2014-11-21 20:00:33,234 FATAL [main] org.apache.hadoop.mapred.YarnChild: Error running child : java.lang.OutOfMemoryError: Direct buffer memory
    at java.nio.Bits.reserveMemory(Bits.java:658)
    at java.nio.DirectByteBuffer.<init>(DirectByteBuffer.java:123)
    at java.nio.ByteBuffer.allocateDirect(ByteBuffer.java:306)
    at org.apache.hadoop.io.compress.snappy.SnappyCompressor.<init>(SnappyCompressor.java:82)
    at org.apache.hadoop.io.compress.SnappyCodec.createCompressor(SnappyCodec.java:147)
    at com.nicta.scoobi.core.Compression$$anonfun$getCompressor$1.apply(DataSink.scala:95)
    at com.nicta.scoobi.core.Compression$$anonfun$getCompressor$1.apply(DataSink.scala:95)
    at com.nicta.scoobi.impl.control.Exceptions$class.trye(Exceptions.scala:106)
    at com.nicta.scoobi.impl.control.Exceptions$.trye(Exceptions.scala:128)
    at com.nicta.scoobi.core.Compression$.getCompressor(DataSink.scala:95)
    at com.nicta.scoobi.core.DataSink$$anonfun$configureCompression$2.apply(DataSink.scala:55)
    at com.nicta.scoobi.core.DataSink$$anonfun$configureCompression$2.apply(DataSink.scala:54)
    at scala.Option.filter(Option.scala:181)
    at com.nicta.scoobi.core.DataSink$class.configureCompression(DataSink.scala:54)
    at com.nicta.scoobi.io.text.TextFileSink.configureCompression(TextFileSink.scala:38)
    at com.nicta.scoobi.io.text.TextFileSink.configureCompression(TextFileSink.scala:38)
    at com.nicta.scoobi.impl.plan.mscr.MscrOutputChannel$$anon$1$$anonfun$write$1.apply(OutputChannel.scala:172)
    at com.nicta.scoobi.impl.plan.mscr.MscrOutputChannel$$anon$1$$anonfun$write$1.apply(OutputChannel.scala:171)
    at scala.collection.immutable.List.foreach(List.scala:318)
    at com.nicta.scoobi.impl.plan.mscr.MscrOutputChannel$$anon$1.write(OutputChannel.scala:171)
    at com.nicta.scoobi.core.EnvDoFn$$anon$1.emit(EnvDoFn.scala:38)
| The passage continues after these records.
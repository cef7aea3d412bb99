// CLASSIFICATION: COMMUNITY
// Filename: fenced.rs v0.1
// Author: Lukas Bower
// Date Modified: 2026-10-18

//! Flags shared with interrupt context.
//!
//! Writers publish with release ordering, readers observe with acquire
//! ordering. No other access is exposed, so a call site cannot pick a
//! weaker ordering by accident.

use std::sync::atomic::{AtomicBool, AtomicU32, Ordering};

#[derive(Debug, Default)]
pub struct FencedU32(AtomicU32);

impl FencedU32 {
    pub const fn new(v: u32) -> Self {
        Self(AtomicU32::new(v))
    }

    pub fn publish(&self, v: u32) {
        self.0.store(v, Ordering::Release);
    }

    #[must_use]
    pub fn observe(&self) -> u32 {
        self.0.load(Ordering::Acquire)
    }
}

#[derive(Debug, Default)]
pub struct FencedBool(AtomicBool);

impl FencedBool {
    pub const fn new(v: bool) -> Self {
        Self(AtomicBool::new(v))
    }

    pub fn publish(&self, v: bool) {
        self.0.store(v, Ordering::Release);
    }

    #[must_use]
    pub fn observe(&self) -> bool {
        self.0.load(Ordering::Acquire)
    }
}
This stacktrace from explicitly using Snappy is what helped me. Basically the issue is that DataSink.configureCompression is being called for every emit from EvnDoFn. It creates a compressor to test that the settings are working and then promptly discards it. The problem with this is that the Deflate and Snappy compressors create off-heap buffers using ByteBuffer.allocateDirect and this memory does not get GC'd as you'd expect. So for each emit you get a 64kb (for Snappy, not sure the buffer size for Deflate) memory leak.

Anyway, so I added a simple check in DataSink so that configureCompression only actually acts once and things seem to work now. I haven't run a full regression but this is a pretty mild change.

By the way, this would have been much easier to diagnose because configureCompression has a debug log in it and you'd see in the logs thousands of log messages, but I couldn't get debug output working in the latest build. No matter what I tried I either got default logging or no logging.

jbeynon commented 9 years ago

@etorreborre Can you please take a look at this? It's been a major blocker in upgrading past Scoobi 0.8.3 and is necessary for anyone using Avro and compression.

markhibberd commented 9 years ago

@jbeynon I have re-triggered the build, to see if it goes green this time. If so, I will merge.

xelax commented 9 years ago

Thanks mark! and if you could publish 0.9.1 it would be awesome ;-)

etorreborre commented 9 years ago

Released now (sorry for not having been very reactive with the merge, thanks @markhibberd!).

jbeynon commented 9 years ago

No worries. I know how easy it is for notifications to get lost in the noise.

xelax commented 9 years ago

Eric and Mark, thank you! about the release: I believe you forgot to publish the 2.10 version: https://oss.sonatype.org/content/repositories/releases/com/nicta/scoobi_2.11/ has 0.9.1 but it is missing in: https://oss.sonatype.org/content/repositories/releases/com/nicta/scoobi_2.10/

etorreborre commented 9 years ago

Alex, the release is now available for 2.10.